Em vez de projetar soluções robóticas do zero, alguns de nossos avanços mais impressionantes vieram copiando algo que a natureza já havia criado.

Uma nova pesquisa mostra como podemos estender essa abordagem às ‘mentes’ dos robôs, neste caso fazendo com que um robô aprenda sozinho a melhor rota para sair de um labirinto – até mesmo manter uma espécie de memória de curvas específicas.

Uma equipe de engenheiros codificou um robô feito de Lego para encontrar seu caminho através de um labirinto hexagonal: por padrão, ele virava à direita em todas as funções, até atingir um ponto que já havia visitado ou chegar a um beco sem saída, momento em que teve que começar novamente.

Crucialmente, o software a bordo do robô era capaz de lembrar as curvas falsas que ele havia feito em execuções anteriores e fazer as correções na próxima vez. Isso foi conseguido sintonizando um circuito neuromórfico que ajuda a determinar para que lado o robô gira, da mesma forma que as sinapses entre neurônios no cérebro humano fortalecem suas conexões por meio do uso repetitivo.

“Assim como uma sinapse no cérebro de um camundongo é fortalecida cada vez que ele dá a volta correta no labirinto de um psicólogo, nosso dispositivo é ajustado aplicando uma certa quantidade de eletricidade”, disse o engenheiro eletricista Imke Krauhausen, da Universidade de Tecnologia de Eindhoven no Países Baixos. “Ajustando a resistência no dispositivo, você altera a voltagem que controla os motores. Eles, por sua vez, determinam se o robô gira para a direita ou para a esquerda”.

O robô fez 16 tentativas para encontrar o caminho para sair do labirinto, que media dois metros quadrados.

A chave para o funcionamento correto do robô era um polímero específico – p (g2T-TT) – usado no circuito neuromórfico do dispositivo. O material pode reter estados armazenados por um longo período de tempo, o que significa que o robô pode marcar sua experiência no labirinto, captado por um sensoriomotor, para usar como sua ‘memória’.

Ao construir um circuito neuromórfico como este, em vez de algoritmos de aprendizagem baseados em software, os pesquisadores foram capazes de reduzir as demandas de energia e o tamanho do robô finalizado – esta abordagem novamente imita o cérebro, que tem uma eficiência de energia incrível.

“Essa integração sensório-motora, na qual sentido e movimento se reforçam, é também muito a forma como a natureza opera, então é isso que tentamos emular em nosso robô”, disse Krauhausen.

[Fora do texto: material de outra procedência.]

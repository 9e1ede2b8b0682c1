//! Logger initialisation
//!
//! The library only uses the `log` facade. The binary installs `env_logger`
//! once, writing either to stderr or, when the TUI owns the terminal, to a
//! log file.

use anyhow::{Context, Result};
use env_logger::{Builder, Env, Target};
use log::LevelFilter;
use std::fs::{self, File};
use std::path::{Path, PathBuf};

/// Map `-v` occurrences to a level filter
#[must_use]
pub const fn level_for(verbosity: u8) -> LevelFilter {
    match verbosity {
        0 => LevelFilter::Warn,
        1 => LevelFilter::Info,
        2 => LevelFilter::Debug,
        _ => LevelFilter::Trace,
    }
}

/// Default log file: `<cache dir>/wordle_game/wordle_game.log`
#[must_use]
pub fn default_log_path() -> Option<PathBuf> {
    dirs::cache_dir().map(|dir| dir.join("wordle_game").join("wordle_game.log"))
}

/// Install the global logger
///
/// `RUST_LOG` takes precedence over `verbosity`. With `log_file` set, output
/// is written there (parent directories are created); otherwise to stderr.
///
/// # Errors
///
/// Returns an error if the log file cannot be created or a logger is
/// already installed.
pub fn init(verbosity: u8, log_file: Option<&Path>) -> Result<()> {
    let mut builder = Builder::from_env(Env::default().default_filter_or(level_for(verbosity).as_str()));

    if let Some(path) = log_file {
        if let Some(parent) = path.parent() {
            fs::create_dir_all(parent)
                .with_context(|| format!("Failed to create log directory {}", parent.display()))?;
        }
        let file = File::create(path)
            .with_context(|| format!("Failed to create log file {}", path.display()))?;
        builder.target(Target::Pipe(Box::new(file)));
    }

    builder.try_init().context("Logger already initialised")?;
    Ok(())
}

#[cfg(test)]
mod tests {
    use super::*;

    #[test]
    fn verbosity_raises_level() {
        assert_eq!(level_for(0), LevelFilter::Warn);
        assert_eq!(level_for(1), LevelFilter::Info);
        assert_eq!(level_for(2), LevelFilter::Debug);
        assert_eq!(level_for(3), LevelFilter::Trace);
        assert_eq!(level_for(9), LevelFilter::Trace);
    }

    #[test]
    fn default_log_path_is_in_app_dir() {
        if let Some(path) = default_log_path() {
            assert!(path.ends_with("wordle_game/wordle_game.log"));
        }
    }
}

Isso se baseia em pesquisas anteriores de alguns membros da equipe sobre como os dispositivos eletrônicos podem ser mais biológicos em seu projeto e operação, ao mesmo tempo em que alcançam um alto nível de confiabilidade e eficiência. Estamos vendo agora um número crescente de desenvolvimentos neste campo específico.

Em seguida, os cientistas querem desenvolver a quantidade de processamento que pode ser feito a bordo dos próprios dispositivos, o que exigirá mais melhorias de engenharia e redes maiores de circuitos para realizar tarefas mais complexas.

Eventualmente, sistemas como este podem ser usados ​​em uma ampla variedade de maneiras, além de ajudar os robôs a navegar por espaços. Ao cortar a dependência do software e da nuvem, os bots podem operar de forma independente e podem até mesmo interagir com nossos corpos.

“Devido à sua natureza orgânica, esses dispositivos inteligentes podem, em princípio, ser integrados às células nervosas reais”, disse Krauhausen. “Digamos que você perdeu seu braço durante uma lesão. Então, você poderia usar esses dispositivos para conectar seu corpo a uma mão biônica”.

A pesquisa foi publicada na Science Advances.